[Instructions for the task]: Which lines in the records below contain the word "AiProvider"? Copy each of them.
*** Data to process
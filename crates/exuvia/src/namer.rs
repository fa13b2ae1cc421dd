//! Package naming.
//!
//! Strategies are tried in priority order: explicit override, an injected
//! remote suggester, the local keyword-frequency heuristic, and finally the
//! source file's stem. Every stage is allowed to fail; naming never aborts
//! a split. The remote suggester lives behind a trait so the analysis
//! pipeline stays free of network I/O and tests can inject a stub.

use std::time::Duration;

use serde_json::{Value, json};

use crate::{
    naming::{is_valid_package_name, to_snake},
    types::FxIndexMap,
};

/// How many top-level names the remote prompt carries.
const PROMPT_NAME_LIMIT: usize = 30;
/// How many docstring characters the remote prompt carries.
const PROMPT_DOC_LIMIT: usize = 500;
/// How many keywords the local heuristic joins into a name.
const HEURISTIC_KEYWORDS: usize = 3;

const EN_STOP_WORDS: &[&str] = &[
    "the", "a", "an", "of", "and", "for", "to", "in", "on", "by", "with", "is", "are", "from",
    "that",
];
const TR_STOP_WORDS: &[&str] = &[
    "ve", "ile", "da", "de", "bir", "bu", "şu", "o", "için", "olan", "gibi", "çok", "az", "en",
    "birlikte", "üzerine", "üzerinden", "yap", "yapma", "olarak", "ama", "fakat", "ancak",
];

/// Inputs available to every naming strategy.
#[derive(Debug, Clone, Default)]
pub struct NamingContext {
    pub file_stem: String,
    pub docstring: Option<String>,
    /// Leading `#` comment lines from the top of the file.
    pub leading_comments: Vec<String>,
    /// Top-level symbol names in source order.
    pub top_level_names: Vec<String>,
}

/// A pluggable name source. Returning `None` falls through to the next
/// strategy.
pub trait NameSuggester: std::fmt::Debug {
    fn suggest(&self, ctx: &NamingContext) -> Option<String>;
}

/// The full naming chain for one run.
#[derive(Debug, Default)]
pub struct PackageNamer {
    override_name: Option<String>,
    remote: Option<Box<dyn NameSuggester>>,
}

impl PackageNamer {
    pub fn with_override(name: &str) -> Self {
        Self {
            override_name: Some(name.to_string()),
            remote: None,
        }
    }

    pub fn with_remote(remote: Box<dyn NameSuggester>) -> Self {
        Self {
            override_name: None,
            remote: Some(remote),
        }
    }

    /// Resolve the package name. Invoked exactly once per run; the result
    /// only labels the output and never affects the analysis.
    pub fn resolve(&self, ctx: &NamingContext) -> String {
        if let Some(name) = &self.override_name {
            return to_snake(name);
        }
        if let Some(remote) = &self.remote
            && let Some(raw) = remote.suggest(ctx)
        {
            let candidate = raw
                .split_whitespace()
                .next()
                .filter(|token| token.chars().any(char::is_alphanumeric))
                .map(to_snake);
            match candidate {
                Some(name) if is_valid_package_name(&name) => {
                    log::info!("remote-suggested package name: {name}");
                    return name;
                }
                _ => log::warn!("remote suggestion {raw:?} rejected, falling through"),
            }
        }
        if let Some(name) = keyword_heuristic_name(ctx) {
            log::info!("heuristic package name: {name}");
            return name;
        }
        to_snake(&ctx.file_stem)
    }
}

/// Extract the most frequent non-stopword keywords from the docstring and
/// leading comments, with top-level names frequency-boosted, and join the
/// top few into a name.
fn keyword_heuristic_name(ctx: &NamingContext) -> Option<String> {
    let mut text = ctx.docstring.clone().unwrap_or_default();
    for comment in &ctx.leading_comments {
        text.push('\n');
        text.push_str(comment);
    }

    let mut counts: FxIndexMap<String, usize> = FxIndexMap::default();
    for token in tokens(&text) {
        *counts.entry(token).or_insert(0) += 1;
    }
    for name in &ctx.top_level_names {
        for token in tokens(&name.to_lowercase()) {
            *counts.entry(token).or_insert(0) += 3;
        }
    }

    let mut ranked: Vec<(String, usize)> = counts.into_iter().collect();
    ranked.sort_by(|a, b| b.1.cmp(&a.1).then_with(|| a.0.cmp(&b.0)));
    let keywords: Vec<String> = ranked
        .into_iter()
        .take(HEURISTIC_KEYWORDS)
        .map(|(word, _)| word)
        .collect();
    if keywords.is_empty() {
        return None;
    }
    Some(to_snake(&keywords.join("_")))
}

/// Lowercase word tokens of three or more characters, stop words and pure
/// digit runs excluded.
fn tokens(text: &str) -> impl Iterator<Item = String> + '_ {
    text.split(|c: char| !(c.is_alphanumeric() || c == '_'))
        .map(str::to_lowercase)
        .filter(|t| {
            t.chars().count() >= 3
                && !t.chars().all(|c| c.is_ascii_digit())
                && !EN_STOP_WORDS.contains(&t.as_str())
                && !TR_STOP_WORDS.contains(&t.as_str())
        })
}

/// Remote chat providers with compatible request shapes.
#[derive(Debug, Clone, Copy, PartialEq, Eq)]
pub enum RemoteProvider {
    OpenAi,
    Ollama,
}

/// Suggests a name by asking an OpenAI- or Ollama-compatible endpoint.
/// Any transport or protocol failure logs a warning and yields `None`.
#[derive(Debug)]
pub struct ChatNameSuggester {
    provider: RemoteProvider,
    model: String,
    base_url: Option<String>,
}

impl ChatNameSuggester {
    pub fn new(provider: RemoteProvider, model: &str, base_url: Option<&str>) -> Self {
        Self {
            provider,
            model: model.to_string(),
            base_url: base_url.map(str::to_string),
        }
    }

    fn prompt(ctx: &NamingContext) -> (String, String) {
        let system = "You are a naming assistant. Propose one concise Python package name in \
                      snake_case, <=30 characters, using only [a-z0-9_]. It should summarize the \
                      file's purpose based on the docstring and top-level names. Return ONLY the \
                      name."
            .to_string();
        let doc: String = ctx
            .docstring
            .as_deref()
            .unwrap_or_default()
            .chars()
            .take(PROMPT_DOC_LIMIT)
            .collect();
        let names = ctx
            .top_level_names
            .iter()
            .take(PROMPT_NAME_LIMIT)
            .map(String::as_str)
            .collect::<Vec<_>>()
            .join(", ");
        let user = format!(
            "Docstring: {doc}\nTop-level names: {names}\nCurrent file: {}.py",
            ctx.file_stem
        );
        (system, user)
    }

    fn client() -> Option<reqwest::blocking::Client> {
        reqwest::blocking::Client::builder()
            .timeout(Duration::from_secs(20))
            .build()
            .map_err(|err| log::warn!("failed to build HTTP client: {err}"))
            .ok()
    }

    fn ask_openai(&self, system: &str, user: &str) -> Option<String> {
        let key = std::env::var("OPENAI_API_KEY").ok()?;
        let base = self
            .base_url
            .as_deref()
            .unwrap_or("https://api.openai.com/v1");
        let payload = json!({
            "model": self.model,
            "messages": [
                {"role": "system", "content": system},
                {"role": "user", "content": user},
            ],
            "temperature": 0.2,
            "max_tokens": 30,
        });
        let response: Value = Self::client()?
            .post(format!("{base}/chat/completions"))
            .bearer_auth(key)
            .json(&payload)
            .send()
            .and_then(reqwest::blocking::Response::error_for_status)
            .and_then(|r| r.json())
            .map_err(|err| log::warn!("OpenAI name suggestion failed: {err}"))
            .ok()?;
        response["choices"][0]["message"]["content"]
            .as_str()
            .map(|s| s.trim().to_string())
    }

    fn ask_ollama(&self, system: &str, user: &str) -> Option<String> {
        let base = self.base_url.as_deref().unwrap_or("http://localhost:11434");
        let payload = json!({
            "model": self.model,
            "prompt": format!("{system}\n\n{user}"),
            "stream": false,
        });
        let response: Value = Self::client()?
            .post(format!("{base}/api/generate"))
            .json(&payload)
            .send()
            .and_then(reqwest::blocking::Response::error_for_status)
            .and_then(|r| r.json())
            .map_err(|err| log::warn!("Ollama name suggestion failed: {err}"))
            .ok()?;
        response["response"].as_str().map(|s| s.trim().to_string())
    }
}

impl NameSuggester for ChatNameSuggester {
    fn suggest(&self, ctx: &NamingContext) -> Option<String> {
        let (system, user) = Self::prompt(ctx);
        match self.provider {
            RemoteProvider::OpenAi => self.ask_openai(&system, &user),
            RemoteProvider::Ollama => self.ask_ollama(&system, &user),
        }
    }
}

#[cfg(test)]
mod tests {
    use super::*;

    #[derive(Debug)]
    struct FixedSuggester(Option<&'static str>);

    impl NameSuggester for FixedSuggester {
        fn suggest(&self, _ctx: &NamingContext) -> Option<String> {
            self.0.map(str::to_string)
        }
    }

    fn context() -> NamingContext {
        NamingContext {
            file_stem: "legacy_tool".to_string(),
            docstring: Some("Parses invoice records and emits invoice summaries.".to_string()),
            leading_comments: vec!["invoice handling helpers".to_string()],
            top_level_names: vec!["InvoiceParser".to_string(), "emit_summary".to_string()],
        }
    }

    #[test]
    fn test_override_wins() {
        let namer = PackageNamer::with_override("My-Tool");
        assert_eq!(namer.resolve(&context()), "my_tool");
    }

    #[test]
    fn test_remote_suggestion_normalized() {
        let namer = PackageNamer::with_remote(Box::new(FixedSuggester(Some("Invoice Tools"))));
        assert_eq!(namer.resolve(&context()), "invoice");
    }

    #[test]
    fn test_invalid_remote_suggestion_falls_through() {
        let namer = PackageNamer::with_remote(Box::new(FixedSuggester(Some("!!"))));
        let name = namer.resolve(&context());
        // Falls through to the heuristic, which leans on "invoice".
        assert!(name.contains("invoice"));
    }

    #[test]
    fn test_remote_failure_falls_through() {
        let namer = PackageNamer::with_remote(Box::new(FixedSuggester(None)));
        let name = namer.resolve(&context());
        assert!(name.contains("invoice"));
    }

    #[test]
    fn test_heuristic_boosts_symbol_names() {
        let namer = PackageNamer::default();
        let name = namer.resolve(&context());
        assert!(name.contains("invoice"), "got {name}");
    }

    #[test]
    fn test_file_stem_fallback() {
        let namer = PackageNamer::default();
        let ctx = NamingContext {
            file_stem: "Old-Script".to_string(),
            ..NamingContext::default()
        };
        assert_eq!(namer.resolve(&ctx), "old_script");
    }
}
******
*** Data to process
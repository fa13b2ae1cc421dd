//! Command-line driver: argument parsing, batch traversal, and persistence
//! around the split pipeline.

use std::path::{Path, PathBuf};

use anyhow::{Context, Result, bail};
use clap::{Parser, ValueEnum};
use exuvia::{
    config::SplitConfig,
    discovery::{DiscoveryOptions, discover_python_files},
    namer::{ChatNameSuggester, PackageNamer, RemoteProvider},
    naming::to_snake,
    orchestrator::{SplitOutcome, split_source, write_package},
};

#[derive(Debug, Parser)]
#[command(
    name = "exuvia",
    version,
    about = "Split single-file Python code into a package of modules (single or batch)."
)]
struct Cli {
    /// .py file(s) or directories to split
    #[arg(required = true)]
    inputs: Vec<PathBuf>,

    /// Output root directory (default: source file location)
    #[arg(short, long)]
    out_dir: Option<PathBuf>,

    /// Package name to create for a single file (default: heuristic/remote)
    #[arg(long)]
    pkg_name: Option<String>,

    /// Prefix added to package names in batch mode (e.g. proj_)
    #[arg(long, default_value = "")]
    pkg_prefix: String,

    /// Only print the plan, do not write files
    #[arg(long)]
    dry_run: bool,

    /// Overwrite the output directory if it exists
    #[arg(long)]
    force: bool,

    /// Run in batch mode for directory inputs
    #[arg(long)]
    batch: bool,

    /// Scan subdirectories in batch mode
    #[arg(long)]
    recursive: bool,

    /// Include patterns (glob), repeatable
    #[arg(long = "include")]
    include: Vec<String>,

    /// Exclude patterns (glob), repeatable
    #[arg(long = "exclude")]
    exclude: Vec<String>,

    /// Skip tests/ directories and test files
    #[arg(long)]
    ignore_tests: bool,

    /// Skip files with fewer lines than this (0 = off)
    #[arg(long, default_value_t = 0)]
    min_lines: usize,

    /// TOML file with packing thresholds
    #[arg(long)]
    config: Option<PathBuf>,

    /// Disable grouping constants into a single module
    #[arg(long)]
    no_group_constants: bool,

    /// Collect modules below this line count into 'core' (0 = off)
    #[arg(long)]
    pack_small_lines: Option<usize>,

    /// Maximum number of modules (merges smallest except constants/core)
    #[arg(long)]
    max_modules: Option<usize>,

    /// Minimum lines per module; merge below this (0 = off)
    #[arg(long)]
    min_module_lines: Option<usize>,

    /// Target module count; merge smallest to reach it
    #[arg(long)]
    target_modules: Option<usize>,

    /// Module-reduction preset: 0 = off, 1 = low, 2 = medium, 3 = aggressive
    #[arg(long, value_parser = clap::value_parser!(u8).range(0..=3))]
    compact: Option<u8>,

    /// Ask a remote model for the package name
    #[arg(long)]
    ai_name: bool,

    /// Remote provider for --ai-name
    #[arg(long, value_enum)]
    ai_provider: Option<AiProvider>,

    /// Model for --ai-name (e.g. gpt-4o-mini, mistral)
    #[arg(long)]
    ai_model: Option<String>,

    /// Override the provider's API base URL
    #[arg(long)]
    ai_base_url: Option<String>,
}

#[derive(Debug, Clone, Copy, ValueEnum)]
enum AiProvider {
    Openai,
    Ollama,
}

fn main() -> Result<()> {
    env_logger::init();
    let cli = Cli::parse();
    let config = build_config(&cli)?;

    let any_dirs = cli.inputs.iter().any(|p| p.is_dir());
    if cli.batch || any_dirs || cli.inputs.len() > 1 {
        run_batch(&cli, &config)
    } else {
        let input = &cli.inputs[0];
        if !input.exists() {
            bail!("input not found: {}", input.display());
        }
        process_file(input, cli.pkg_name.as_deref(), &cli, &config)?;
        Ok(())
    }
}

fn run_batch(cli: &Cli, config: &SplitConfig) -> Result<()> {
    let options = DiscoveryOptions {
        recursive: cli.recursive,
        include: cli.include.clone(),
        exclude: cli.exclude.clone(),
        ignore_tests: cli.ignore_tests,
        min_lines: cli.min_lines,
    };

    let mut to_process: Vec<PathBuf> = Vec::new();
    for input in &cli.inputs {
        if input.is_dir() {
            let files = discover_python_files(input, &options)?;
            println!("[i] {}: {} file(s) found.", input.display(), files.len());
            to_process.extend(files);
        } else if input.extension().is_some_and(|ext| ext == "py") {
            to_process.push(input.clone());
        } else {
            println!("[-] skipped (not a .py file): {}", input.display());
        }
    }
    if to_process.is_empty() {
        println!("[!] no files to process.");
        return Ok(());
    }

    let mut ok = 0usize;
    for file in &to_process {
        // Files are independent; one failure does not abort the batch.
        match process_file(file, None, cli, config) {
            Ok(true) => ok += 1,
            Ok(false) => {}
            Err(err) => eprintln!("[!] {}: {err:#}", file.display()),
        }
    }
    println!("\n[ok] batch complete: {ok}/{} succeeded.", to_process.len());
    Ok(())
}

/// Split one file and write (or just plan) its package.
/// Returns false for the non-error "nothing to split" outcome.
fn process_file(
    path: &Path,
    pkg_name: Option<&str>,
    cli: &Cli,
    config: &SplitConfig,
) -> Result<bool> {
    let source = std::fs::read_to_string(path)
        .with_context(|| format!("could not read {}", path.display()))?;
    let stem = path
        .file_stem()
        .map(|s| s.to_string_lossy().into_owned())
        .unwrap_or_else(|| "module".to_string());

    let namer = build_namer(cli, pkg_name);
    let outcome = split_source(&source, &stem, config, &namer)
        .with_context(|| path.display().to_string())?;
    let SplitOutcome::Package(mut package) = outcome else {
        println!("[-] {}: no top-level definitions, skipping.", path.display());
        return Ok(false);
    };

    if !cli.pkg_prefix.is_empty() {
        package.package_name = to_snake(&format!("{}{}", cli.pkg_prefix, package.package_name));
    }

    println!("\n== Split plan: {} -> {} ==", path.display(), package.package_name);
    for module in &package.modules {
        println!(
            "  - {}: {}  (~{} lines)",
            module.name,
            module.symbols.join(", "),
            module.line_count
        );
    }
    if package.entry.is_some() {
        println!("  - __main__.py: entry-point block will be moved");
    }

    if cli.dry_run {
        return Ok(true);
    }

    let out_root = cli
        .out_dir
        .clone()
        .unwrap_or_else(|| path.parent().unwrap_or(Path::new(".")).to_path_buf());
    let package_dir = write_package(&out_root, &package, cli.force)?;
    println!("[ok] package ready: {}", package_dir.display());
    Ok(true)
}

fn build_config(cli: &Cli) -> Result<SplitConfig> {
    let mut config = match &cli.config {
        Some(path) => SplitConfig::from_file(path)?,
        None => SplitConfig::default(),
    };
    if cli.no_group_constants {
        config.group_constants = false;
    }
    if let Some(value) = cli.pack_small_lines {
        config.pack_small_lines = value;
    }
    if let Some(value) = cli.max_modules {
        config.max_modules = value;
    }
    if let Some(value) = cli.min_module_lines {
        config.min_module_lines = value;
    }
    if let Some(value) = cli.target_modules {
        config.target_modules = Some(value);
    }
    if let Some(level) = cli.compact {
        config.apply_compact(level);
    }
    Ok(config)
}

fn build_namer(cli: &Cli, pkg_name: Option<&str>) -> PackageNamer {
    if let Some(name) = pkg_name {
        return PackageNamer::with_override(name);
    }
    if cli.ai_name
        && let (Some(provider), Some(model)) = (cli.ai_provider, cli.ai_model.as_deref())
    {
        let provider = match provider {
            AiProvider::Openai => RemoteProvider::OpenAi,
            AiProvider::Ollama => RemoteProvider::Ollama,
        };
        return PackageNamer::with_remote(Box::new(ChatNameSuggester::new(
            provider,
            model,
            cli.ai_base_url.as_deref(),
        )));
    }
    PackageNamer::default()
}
******
[Output below]:
    ai_provider: Option<AiProvider>,
enum AiProvider {
            AiProvider::Openai => RemoteProvider::OpenAi,
            AiProvider::Ollama => RemoteProvider::Ollama,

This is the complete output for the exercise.